Leading international mining group Rio Tinto and aluminium and packaging giant Alcan today (July 12) announced that they had reached agreement for Rio Tinto to make a US$101 (€73.3) per common share recommended cash offer for Alcan.
The proposed deal, unanimously recommended to shareholders by Alcan’s board, values the packaging, alumina processing, primary metal and aluminium fabrication and engineering specialist at US$38.1bn (€27.6bn). If the acquisition goes ahead, it is expected to generate some US$600m (€436m) in annual post-tax synergies.
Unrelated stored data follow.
//! libSQL backend: async `Database` trait implementation.
//!
//! Supports local file and in-memory databases.

use std::path::Path;
use std::sync::Arc;

use async_trait::async_trait;
use chrono::{DateTime, SecondsFormat, Utc};
use libsql::{Connection, Database as LibSqlDatabase, params};
use tracing::{debug, info};
use uuid::Uuid;

use crate::content::FeedItem;
use crate::error::DatabaseError;
use crate::league::LeagueMembership;
use crate::notifications::{Notification, Recipient, ScheduledNotification};
use crate::onboarding::model::{ContentItem, PrivateProfile, UserEntity, Visibility};
use crate::store::migrations;
use crate::store::traits::{Database, OnboardingRun, RunStatus};

/// libSQL database backend.
///
/// Stores a single connection that is reused for all operations.
/// `libsql::Connection` is `Send + Sync` and safe for concurrent async use.
pub struct LibSqlBackend {
    #[allow(dead_code)]
    db: Arc<LibSqlDatabase>,
    conn: Connection,
}

impl LibSqlBackend {
    /// Open (or create) a local database file and run migrations.
    pub async fn new_local(path: &Path) -> Result<Self, DatabaseError> {
        if let Some(parent) = path.parent() {
            std::fs::create_dir_all(parent).map_err(|e| {
                DatabaseError::Pool(format!("Failed to create database directory: {e}"))
            })?;
        }

        let db = libsql::Builder::new_local(path)
            .build()
            .await
            .map_err(|e| DatabaseError::Pool(format!("Failed to open libSQL database: {e}")))?;

        let conn = db
            .connect()
            .map_err(|e| DatabaseError::Pool(format!("Failed to create connection: {e}")))?;

        let backend = Self {
            db: Arc::new(db),
            conn,
        };
        backend.run_migrations().await?;
        info!(path = %path.display(), "Database opened");
        Ok(backend)
    }

    /// Create an in-memory database (for tests).
    pub async fn new_memory() -> Result<Self, DatabaseError> {
        let db = libsql::Builder::new_local(":memory:")
            .build()
            .await
            .map_err(|e| {
                DatabaseError::Pool(format!("Failed to create in-memory database: {e}"))
            })?;

        let conn = db
            .connect()
            .map_err(|e| DatabaseError::Pool(format!("Failed to create connection: {e}")))?;

        let backend = Self {
            db: Arc::new(db),
            conn,
        };
        backend.run_migrations().await?;
        Ok(backend)
    }

    fn conn(&self) -> &Connection {
        &self.conn
    }
}

// ── Helper functions ────────────────────────────────────────────────

/// Canonical write format. Fixed width, so text comparison in SQL orders
/// instants correctly.
fn fmt_datetime(dt: &DateTime<Utc>) -> String {
    dt.to_rfc3339_opts(SecondsFormat::Millis, true)
}

/// Parse an RFC 3339 or SQLite datetime string into DateTime<Utc>.
fn parse_datetime(s: &str) -> DateTime<Utc> {
    if let Ok(dt) = DateTime::parse_from_rfc3339(s) {
        return dt.with_timezone(&Utc);
    }
    if let Ok(ndt) = chrono::NaiveDateTime::parse_from_str(s, "%Y-%m-%d %H:%M:%S%.f") {
        return ndt.and_utc();
    }
    if let Ok(ndt) = chrono::NaiveDateTime::parse_from_str(s, "%Y-%m-%d %H:%M:%S") {
        return ndt.and_utc();
    }
    DateTime::<Utc>::MIN_UTC
}

fn parse_optional_datetime(s: &Option<String>) -> Option<DateTime<Utc>> {
    s.as_ref().map(|s| parse_datetime(s))
}

/// Convert `Option<String>` to libsql Value.
fn opt_text_owned(s: Option<String>) -> libsql::Value {
    match s {
        Some(s) => libsql::Value::Text(s),
        None => libsql::Value::Null,
    }
}

fn to_json<T: serde::Serialize>(value: &T) -> Result<String, DatabaseError> {
    serde_json::to_string(value).map_err(|e| DatabaseError::Serialization(e.to_string()))
}

fn row_err(context: &str) -> impl Fn(libsql::Error) -> DatabaseError + '_ {
    move |e| DatabaseError::Query(format!("{context} row parse: {e}"))
}

fn row_to_user(row: &libsql::Row) -> Result<UserEntity, DatabaseError> {
    let err = row_err("user");
    let interests: String = row.get(3).map_err(&err)?;
    let created: String = row.get(5).map_err(&err)?;
    Ok(UserEntity {
        id: row.get(0).map_err(&err)?,
        name: row.get(1).map_err(&err)?,
        username: row.get(2).map_err(&err)?,
        interests: serde_json::from_str(&interests).unwrap_or_default(),
        avatar_url: row.get(4).ok(),
        created_at: parse_datetime(&created),
    })
}

fn row_to_profile(row: &libsql::Row) -> Result<PrivateProfile, DatabaseError> {
    let err = row_err("private_user");
    let unsubscribed: i64 = row.get(2).map_err(&err)?;
    let opted_out: String = row.get(3).map_err(&err)?;
    Ok(PrivateProfile {
        id: row.get(0).map_err(&err)?,
        email: row.get(1).ok(),
        unsubscribed_all: unsubscribed != 0,
        opted_out: serde_json::from_str(&opted_out).unwrap_or_default(),
    })
}
impl OnboardingConsumer {
    pub fn new(
        orchestrator: Arc<Orchestrator>,
        db: Arc<dyn Database>,
        clock: Arc<dyn Clock>,
        config: ConsumerConfig,
    ) -> Self {
        Self {
            orchestrator,
            db,
            clock,
            config,
        }
    }

    /// Start the dispatcher loop. It exits once every publisher is dropped,
    /// the queue has drained, and every in-flight run has finished.
    pub fn spawn(self) -> (EventPublisher, JoinHandle<()>) {
        let (publisher, mut rx) = EventPublisher::channel(self.config.queue_capacity);
        // Weak so that pending retries do not keep the loop alive forever.
        let requeue = publisher.tx.downgrade();
        let consumer = Arc::new(self);
        let slots = u32::try_from(consumer.config.max_concurrent_runs).unwrap_or(u32::MAX);
        let permits = Arc::new(Semaphore::new(slots as usize));

        let handle = tokio::spawn(async move {
            info!(
                capacity = consumer.config.queue_capacity,
                max_concurrent = slots,
                "Onboarding consumer started"
            );

            while let Some(event) = rx.recv().await {
                let Ok(permit) = Arc::clone(&permits).acquire_owned().await else {
                    break;
                };
                let consumer = Arc::clone(&consumer);
                let requeue = requeue.clone();
                tokio::spawn(async move {
                    let result = consumer.process(&event).await;
                    drop(permit);
                    if result.is_err() {
                        consumer.schedule_retry(event, requeue);
                    }
                });
            }

            // Every in-flight run holds a permit until it finishes.
            if permits.acquire_many(slots).await.is_err() {
                warn!("Semaphore closed while waiting for in-flight runs");
            }
            info!("Onboarding consumer stopped");
        });

        (publisher, handle)
    }

    /// One delivery attempt: record it, run the orchestrator, record the result.
    /// The returned result is the orchestrator's; a failure to record the
    /// final status is only logged.
    pub async fn process(&self, event: &UserCreatedEvent) -> Result<OnboardingReport> {
        let mut run = OnboardingRun {
            id: Uuid::new_v4(),
            event_id: event.event_id,
            user_id: event.user.id.clone(),
            attempt: event.attempt,
            status: RunStatus::Running,
            outcome: None,
            error: None,
            started_at: self.clock.now(),
            completed_at: None,
        };
        self.db.create_onboarding_run(&run).await?;

        let result = self.orchestrator.run(&event.user).await;
        match &result {
            Ok(report) => {
                run.status = RunStatus::Completed;
                run.outcome = Some(report.outcome.to_string());
                info!(
                    event_id = %event.event_id,
                    user_id = %event.user.id,
                    attempt = event.attempt,
                    outcome = %report.outcome,
                    "Onboarding attempt succeeded"
                );
            }
            Err(e) => {
                run.status = RunStatus::Failed;
                run.error = Some(e.to_string());
                warn!(
                    event_id = %event.event_id,
                    user_id = %event.user.id,
                    attempt = event.attempt,
                    error = %e,
                    "Onboarding attempt failed"
                );
            }
        }

        if let Err(e) = self
            .db
            .complete_onboarding_run(
                run.id,
                run.status,
                run.outcome.as_deref(),
                run.error.as_deref(),
                self.clock.now(),
            )
            .await
        {
            warn!(
                run_id = %run.id,
                event_id = %event.event_id,
                status = %run.status,
                error = %e,
                "Failed to record onboarding run result"
            );
        }
        result
    }

    fn schedule_retry(&self, event: UserCreatedEvent, requeue: mpsc::WeakSender<UserCreatedEvent>) {
        if event.attempt >= self.config.max_attempts {
            let exhausted = ConsumerError::Exhausted {
                event_id: event.event_id,
                attempts: event.attempt,
            };
            error!(user_id = %event.user.id, error = %exhausted, "Dead-lettered onboarding event");
            return;
        }

        let delay = retry_delay(self.config.retry_base_delay, event.attempt);
        let next = event.redelivery();
        info!(
            event_id = %next.event_id,
            attempt = next.attempt,
            delay_ms = delay.as_millis() as u64,
            "Scheduling onboarding retry"
        );
        tokio::spawn(async move {
            tokio::time::sleep(delay).await;
            let Some(tx) = requeue.upgrade() else {
                error!(event_id = %next.event_id, "Queue closed before retry, dropping event");
                return;
            };
            if tx.send(next).await.is_err() {
                error!("Queue closed before retry, dropping event");
            }
        });
    }
}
The two companies say the resulting combined aluminium product group, to be known as Rio Tinto Alcan, would be “a new global leader in the aluminium industry with large, long-life, low cost assets worldwide”. Rio Tinto says that on the deal’s conclusion it intends retaining its focus on mining and metal activities by selling Alcan’s packaging division, a move “agreed with Alcan”. The Paris-headquartered Alcan Packaging business has 130 flexible and speciality packaging plants in 35 countries worldwide employing 31,000 staff. It claims to be the world leader in food flexible, pharmaceutical, beauty and tobacco packaging manufacture, and the number two producer of value-added speciality packaging; its numerous sites produce packaging from plastics, engineered films, aluminium, paper and glass for the food and beverage, pharmaceutical and medical, beauty and personal care and tobacco industries.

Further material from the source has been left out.